Le 12 septembre, le corps d’une personne morte a été enterré pour la toute première fois dans un cercueil de ce type, baptisé Cocon vivant, à La Haye, aux Pays-Bas. Composé de fibres de mycélium, un champignon qui pousse normalement sous terre, ce cercueil contribue au processus de compostage. « Nourrissez la terre avec vos propres nutriments et devenez une source précieuse pour une nouvelle vie », peut-on lire sur le site de Loop, l’entreprise en démarrage fondée par M. Hendrikx.

PHOTO FOURNIE PAR LOOP

Le cercueil est composé de fibres de mycélium.

À ce jour, 10 cercueils de mycélium ont été fabriqués par Loop. Prix ? Environ 1250 euros (1950 $). Alors qu’un cercueil traditionnel peut mettre autour de 10 ans pour se décomposer, le Cocon vivant sera absorbé dans le sol au bout d’un mois, avant de se désintégrer entièrement après deux ou trois ans.

Pourra-t-on se le procurer au Québec ?

« Oui, donnez-moi un an, s’il vous plaît ! Nous sommes en plein essor », nous a répondu Bob Hendrikx par courriel.

Le processus de production nécessite plusieurs semaines : le mycélium est cultivé en forme de boîte, puis séché naturellement, ce qui interrompt sa croissance. Lorsqu’il est mis sous terre, le mycélium reprend vie et le processus de compostage se déclenche. « Ce n’est pas un produit, mais un organisme », assure M. Hendrikx.

On pourrait croire qu’un contenant fait à partir de champignons n’est pas très solide. Mais même s’il est léger, il peut supporter jusqu’à 200 kg.
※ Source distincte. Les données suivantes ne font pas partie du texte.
//! Notifications screen.

use crate::context::AppContext;
use crate::state::{Observable, ScreenStatus};
use async_trait::async_trait;
use chrono::{Duration, Utc};
use rt_core::error::Result;
use rt_core::models::{Notification, NotificationKind};
use rt_core::traits::NotificationSource;

/// A canned like/follow/comment set, timestamped relative to "now".
/// There is no notification backend; this is what the client ships with.
#[derive(Debug, Clone, Default)]
pub struct SampleNotifications {
    now: Option<i64>,
}

impl SampleNotifications {
    pub fn new() -> Self {
        Self::default()
    }

    /// Pins "now" to `now_millis` so timestamps are reproducible.
    pub fn fixed_at(now_millis: i64) -> Self {
        Self { now: Some(now_millis) }
    }

    fn samples(now: i64) -> Vec<Notification> {
        let ago = |d: Duration| now - d.num_milliseconds();
        vec![
            Notification {
                id: "notif1".into(),
                kind: NotificationKind::Like,
                from_user_id: "user2".into(),
                from_username: "jane_smith".into(),
                from_profile_image_url: Some("https://example.com/jane.jpg".into()),
                thread_id: Some("thread1".into()),
                message: None,
                timestamp: ago(Duration::hours(2)),
            },
            Notification {
                id: "notif2".into(),
                kind: NotificationKind::Follow,
                from_user_id: "user3".into(),
                from_username: "alice_wonder".into(),
                from_profile_image_url: None,
                thread_id: None,
                message: None,
                timestamp: ago(Duration::minutes(30)),
            },
            Notification {
                id: "notif3".into(),
                kind: NotificationKind::Comment,
                from_user_id: "user1".into(),
                from_username: "john_doe".into(),
                from_profile_image_url: Some("https://example.com/john.jpg".into()),
                thread_id: Some("thread2".into()),
                message: Some("Great post!".into()),
                timestamp: ago(Duration::minutes(10)),
            },
        ]
    }
}

#[async_trait]
impl NotificationSource for SampleNotifications {
    async fn fetch(&self) -> Result<Vec<Notification>> {
        let now = self.now.unwrap_or_else(|| Utc::now().timestamp_millis());
        Ok(Self::samples(now))
    }
}

pub struct NotificationViewModel {
    ctx: AppContext,
    pub status: Observable<ScreenStatus>,
    pub notifications: Observable<Vec<Notification>>,
}

impl NotificationViewModel {
    pub fn new(ctx: AppContext) -> Self {
        Self {
            ctx,
            status: Observable::default(),
            notifications: Observable::default(),
        }
    }

    /// Fetches and publishes the notifications, newest first.
    pub async fn load(&self) -> Result<()> {
        self.status.begin();
        let result = self.ctx.notifications.fetch().await.map(|mut list| {
            list.sort_by(|a, b| b.timestamp.cmp(&a.timestamp));
            tracing::debug!(count = list.len(), "notifications loaded");
            self.notifications.set(list);
        });
        self.status.settle(result)
    }
}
De l’avis de Julia Duchastel, vice-présidente de la maison funéraire Alfred Dallaire Memoria, cette pratique funéraire est beaucoup plus écologique que la crémation, qui est de loin l’option la plus populaire, mais pas la plus verte, quand vient le temps de disposer du corps d’un défunt, au Québec. Plus de 70 % des Québécois choisissent en effet la crémation.
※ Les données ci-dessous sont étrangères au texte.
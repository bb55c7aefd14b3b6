//! # AppError
//!
//! Centralized error handling for the rusty-threads client.
//! Every port and view-model reports failures through this one type.

use thiserror::Error;

/// The primary error type for all rt-core operations.
///
/// `Clone` because errors also travel through watch channels
/// (a cancelled subscription is delivered to every observer).
#[derive(Error, Debug, Clone, PartialEq, Eq)]
pub enum AppError {
    /// No signed-in session exists.
    #[error("user not logged in")]
    NotAuthenticated,

    /// The media service rejected or failed the upload.
    #[error("image upload failed: {0}")]
    UploadFailed(String),

    /// A point write to the remote store did not complete.
    #[error("store write failed: {0}")]
    StoreWriteFailed(String),

    /// A point read or subscription was cancelled by the store.
    #[error("store read cancelled: {0}")]
    StoreReadCancelled(String),

    /// Local input validation (nothing was sent anywhere).
    #[error("{0}")]
    Validation(String),

    /// The auth provider refused the credentials or the identity.
    #[error("authentication failed: {0}")]
    AuthFailed(String),

    /// Resource not found (e.g., a user document)
    #[error("{0} not found with ID {1}")]
    NotFound(String, String),

    /// Infrastructure failure that fits no other variant.
    #[error("internal error: {0}")]
    Internal(String),
}

/// A specialized Result type for rusty-threads logic.
pub type Result<T> = std::result::Result<T, AppError>;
C’est vraiment l’idée la plus écologique, la moins interventionniste, celle qui dégage le moins de gaz à effet de serre, qui a le moins d’empreinte et d’impact. Le corps humain va être composté comme quand un animal meurt dans la nature et disparaît rapidement.
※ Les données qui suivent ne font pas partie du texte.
//! Recently viewed users, as shown on an empty search.

use crate::models::User;
use serde::{Deserialize, Serialize};
use std::collections::VecDeque;

/// Maximum number of remembered users.
pub const MAX_HISTORY: usize = 5;

/// Most-recent-first list of users, unique by id, capped at `MAX_HISTORY`.
///
/// Serializes as a plain JSON array so the local cache holds a readable list.
#[derive(Debug, Clone, Default, PartialEq, Eq, Serialize, Deserialize)]
#[serde(transparent)]
pub struct SearchHistory {
    entries: VecDeque<User>,
}

impl SearchHistory {
    pub fn new() -> Self {
        Self::default()
    }

    /// Puts `user` at the front. An entry with the same id is moved rather
    /// than duplicated; the oldest entry falls off past capacity.
    pub fn record(&mut self, user: User) {
        self.entries.retain(|u| u.id != user.id);
        self.entries.push_front(user);
        self.entries.truncate(MAX_HISTORY);
    }

    pub fn entries(&self) -> impl Iterator<Item = &User> {
        self.entries.iter()
    }

    pub fn len(&self) -> usize {
        self.entries.len()
    }

    pub fn is_empty(&self) -> bool {
        self.entries.is_empty()
    }

    /// Parses the cached form. A corrupt value yields an empty history.
    pub fn from_json(raw: &str) -> Self {
        match serde_json::from_str::<SearchHistory>(raw) {
            Ok(mut history) => {
                // Re-apply the invariants in case an older build wrote a longer list.
                let entries = std::mem::take(&mut history.entries);
                for user in entries.into_iter().rev() {
                    history.record(user);
                }
                history
            }
            Err(e) => {
                tracing::warn!(error = %e, "discarding unreadable search history");
                Self::default()
            }
        }
    }

    pub fn to_json(&self) -> String {
        // A list of plain structs always serializes.
        serde_json::to_string(self).unwrap_or_else(|_| "[]".to_string())
    }
}

#[cfg(test)]
mod tests {
    use super::*;

    fn user(id: &str) -> User {
        User {
            id: id.to_string(),
            username: format!("user_{id}"),
            email: format!("{id}@example.com"),
            profile_image_url: String::new(),
        }
    }

    fn ids(history: &SearchHistory) -> Vec<&str> {
        history.entries().map(|u| u.id.as_str()).collect()
    }

    #[test]
    fn keeps_the_five_most_recent() {
        let mut history = SearchHistory::new();
        for id in ["1", "2", "3", "4", "5", "6"] {
            history.record(user(id));
        }
        assert_eq!(ids(&history), vec!["6", "5", "4", "3", "2"]);
    }

    #[test]
    fn re_recording_moves_to_front_without_growing() {
        let mut history = SearchHistory::new();
        for id in ["1", "2", "3"] {
            history.record(user(id));
        }
        history.record(user("1"));
        assert_eq!(ids(&history), vec!["1", "3", "2"]);
        assert_eq!(history.len(), 3);
    }

    #[test]
    fn json_form_is_a_plain_array() {
        let mut history = SearchHistory::new();
        history.record(user("a"));
        let raw = history.to_json();
        assert!(raw.starts_with('['));
        assert_eq!(SearchHistory::from_json(&raw), history);
    }

    #[test]
    fn oversized_cached_list_is_trimmed_on_load() {
        let users: Vec<User> = (1..=7).map(|i| user(&i.to_string())).collect();
        let raw = serde_json::to_string(&users).unwrap();
        let history = SearchHistory::from_json(&raw);
        assert_eq!(ids(&history), vec!["1", "2", "3", "4", "5"]);
    }

    #[test]
    fn garbage_becomes_empty() {
        assert!(SearchHistory::from_json("not json").is_empty());
    }
}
Julia Duchastel, vice-présidente de la maison funéraire Alfred Dallaire Memoria

Mais encore faut-il que ce soit permis ici, ce qui n’est pas certain. Mme Duchastel se demande même si les cimetières le permettraient. La loi québécoise sur les inhumations et les exhumations précise qu’il faut un contenant rigide pour enterrer le corps d’une personne décédée. Le cercueil vivant est-il assez rigide ?

« Dès qu’on est dans quelque chose d’un peu décomposable, ce n’est même pas sûr que le nouveau cadre législatif le permettrait », explique-t-elle.

Par ailleurs, les familles qui optent pour un enterrement plutôt qu’une crémation veulent généralement se recueillir devant la dépouille de leur proche avant que le cercueil ne soit mis en terre. La loi québécoise oblige d’embaumer le corps pour qu’il soit exposé. Mais pour accélérer la décomposition dans un contenant en mycélium, le corps ne doit pas être embaumé.

PHOTO RAFAEL WILLITTS, FOURNIE PAR ALFRED DALLAIRE MEMORIA

L’urne de glace permet la dispersion en douceur des cendres sur l’eau.

En attendant, il existe d’autres produits écologiques pour disposer d’une dépouille. Alfred Dallaire Memoria propose une urne de glace pour la dispersion des cendres sur l’eau, de même qu’une urne biodégradable qui permet de planter un arbre pour faire honneur à l’être cher. Il y a aussi des cercueils faits au Québec avec du bois récolté de façon durable, du tissu non traité et aucune pièce en métal. On propose même des cortèges funèbres en Tesla !

De son côté, Éric Le Sieur, président du Complexe funéraire Le Sieur, à Granby, offre depuis cinq ans l’aquamation, qui consiste à plonger le corps dans une solution alcaline chaude pour dissoudre les chairs. Les os sont ensuite recueillis et réduits en poussière. Ce procédé requiert beaucoup moins d’énergie que la crémation et ne produit pas de gaz à effet de serre. « On est les seuls, présentement, qui font quelque chose qui ne pollue pas », affirme-t-il.

M. Le Sieur ajoute que les gens qui optent pour l’aquamation, tout comme pour la crémation, choisissent ces procédés parce qu’ils ne veulent surtout pas être « mangés par des vers ».

« Nous, dans le fond, on fait la même chose que le procédé à base de champignons, mais dans l’eau chaude alcaline, la décomposition du corps est encore plus rapide », dit-il.